= Beginning of Section =

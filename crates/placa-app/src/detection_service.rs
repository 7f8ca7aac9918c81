//! Detection service - core use case for plate detection
//!
//! This service orchestrates the complete detection workflow:
//! 1. Validate the input image
//! 2. Recover capture metadata (EXIF datetime, GPS)
//! 3. Run the multi-engine recognizer
//! 4. Append the resulting record to the detection history

use std::path::Path;
use std::sync::Arc;

use thiserror::Error;
use tracing::debug;

use crate::config::Config;
use crate::exif_reader::FrameMetadata;
use crate::scanner::validate_image;
use placa_store::DetectionStore;
use placa_types::{CaptureMeta, Error, PlateDetectionRecord};
use placa_vision::{CommandEngine, PlateRecognizer, RecognizerConfig};

/// Errors specific to the detection service
#[derive(Debug, Error)]
pub enum DetectionServiceError {
    #[error("Image validation failed: {0}")]
    InvalidImage(String),

    #[error("Store error: {0}")]
    StoreError(String),

    #[error("Configuration error: {0}")]
    ConfigError(String),

    #[error("Detection failed: {0}")]
    Failed(String),
}

impl From<Error> for DetectionServiceError {
    fn from(err: Error) -> Self {
        match err {
            Error::FileNotFound(msg) | Error::InvalidImageFormat(msg) => {
                DetectionServiceError::InvalidImage(msg)
            }
            Error::Image(e) => DetectionServiceError::InvalidImage(e.to_string()),
            Error::Store(e) => DetectionServiceError::StoreError(e),
            Error::Config(e) => DetectionServiceError::ConfigError(e.to_string()),
            Error::Io(e) => DetectionServiceError::Failed(e.to_string()),
            _ => DetectionServiceError::Failed(err.to_string()),
        }
    }
}

/// Options for a detection run
#[derive(Debug, Clone)]
pub struct DetectOptions {
    /// Capturing source identifier recorded on the result
    pub source_id: Option<String>,

    /// Upstream frame-quality estimate, 0.0-1.0
    pub image_quality: Option<f64>,

    /// Whether to append the record to the detection history
    pub store_result: bool,
}

impl Default for DetectOptions {
    fn default() -> Self {
        Self {
            source_id: None,
            image_quality: None,
            store_result: true,
        }
    }
}

impl DetectOptions {
    pub fn new() -> Self {
        Self::default()
    }

    pub fn with_source(mut self, source_id: String) -> Self {
        self.source_id = Some(source_id);
        self
    }

    pub fn with_image_quality(mut self, quality: f64) -> Self {
        self.image_quality = Some(quality);
        self
    }

    pub fn with_store(mut self, enabled: bool) -> Self {
        self.store_result = enabled;
        self
    }
}

/// Build the recognizer described by the configuration.
///
/// The specialized plate engine runs first, the general OCR command as
/// fallback. Either may be absent; with neither configured every run ends
/// in an engine-failure record.
pub fn build_recognizer(config: &Config) -> PlateRecognizer {
    let recognizer_config = RecognizerConfig::default()
        .with_threshold(config.confidence_threshold)
        .with_timeout_ms(config.engine_timeout_ms)
        .with_preprocess(config.preprocess_fallback);

    let mut recognizer = PlateRecognizer::new(recognizer_config);

    if let Some(ref command) = config.plate_engine_command {
        recognizer = recognizer.with_engine(Arc::new(CommandEngine::new("plate", command)));
    }
    if let Some(ref command) = config.ocr_engine_command {
        recognizer = recognizer.with_engine(Arc::new(CommandEngine::new("ocr", command)));
    }

    recognizer
}

/// Build capture metadata for an image file
pub fn read_capture_meta(image_path: &Path, options: &DetectOptions) -> CaptureMeta {
    let frame = FrameMetadata::from_file(image_path);

    CaptureMeta {
        source_id: options.source_id.clone(),
        captured_at: FrameMetadata::captured_at_or_file_time(image_path),
        latitude: frame.as_ref().and_then(|m| m.latitude),
        longitude: frame.as_ref().and_then(|m| m.longitude),
        bounding_box: None,
        image_quality: options.image_quality,
    }
}

/// Run recognition for one image with an already-built recognizer.
///
/// Used directly by batch workers so the history store stays behind a
/// single writer.
pub fn recognize_image(
    image_path: &Path,
    recognizer: &PlateRecognizer,
    options: &DetectOptions,
) -> Result<PlateDetectionRecord, DetectionServiceError> {
    validate_image(image_path)?;

    let meta = read_capture_meta(image_path, options);
    let bytes = std::fs::read(image_path).map_err(|e| Error::Io(e))?;

    debug!(image = %image_path.display(), "processing region");
    Ok(recognizer.process(&bytes, &meta))
}

/// Main entry point: detect a plate in a single image
pub fn detect_plate_image(
    image_path: &Path,
    config: &Config,
    options: &DetectOptions,
) -> Result<PlateDetectionRecord, DetectionServiceError> {
    let recognizer = build_recognizer(config);
    let record = recognize_image(image_path, &recognizer, options)?;

    if options.store_result {
        let mut store = DetectionStore::open(config.store_dir()?)?;
        store.append(record.clone())?;
    }

    Ok(record)
}

#[cfg(test)]
mod tests {
    use super::*;

    #[test]
    fn test_detect_options_builder() {
        let options = DetectOptions::new()
            .with_source("gate-01".to_string())
            .with_image_quality(0.9)
            .with_store(false);

        assert_eq!(options.source_id.as_deref(), Some("gate-01"));
        assert_eq!(options.image_quality, Some(0.9));
        assert!(!options.store_result);
    }

    #[test]
    fn test_recognizer_engine_wiring() {
        let mut config = Config::default();
        assert_eq!(build_recognizer(&config).engine_count(), 0);

        config.plate_engine_command = Some("plate-ocr".to_string());
        assert_eq!(build_recognizer(&config).engine_count(), 1);

        config.ocr_engine_command = Some("tesseract".to_string());
        assert_eq!(build_recognizer(&config).engine_count(), 2);
    }

    #[test]
    fn test_missing_image_is_invalid() {
        let config = Config::default();
        let err = detect_plate_image(
            Path::new("/no/such/frame.jpg"),
            &config,
            &DetectOptions::new().with_store(false),
        )
        .unwrap_err();
        assert!(matches!(err, DetectionServiceError::InvalidImage(_)));
    }
}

= End of Section =

## YOUR GOAL
With no other words, report how many lines in the entries hold the string "history".

## FINAL ANSWER
3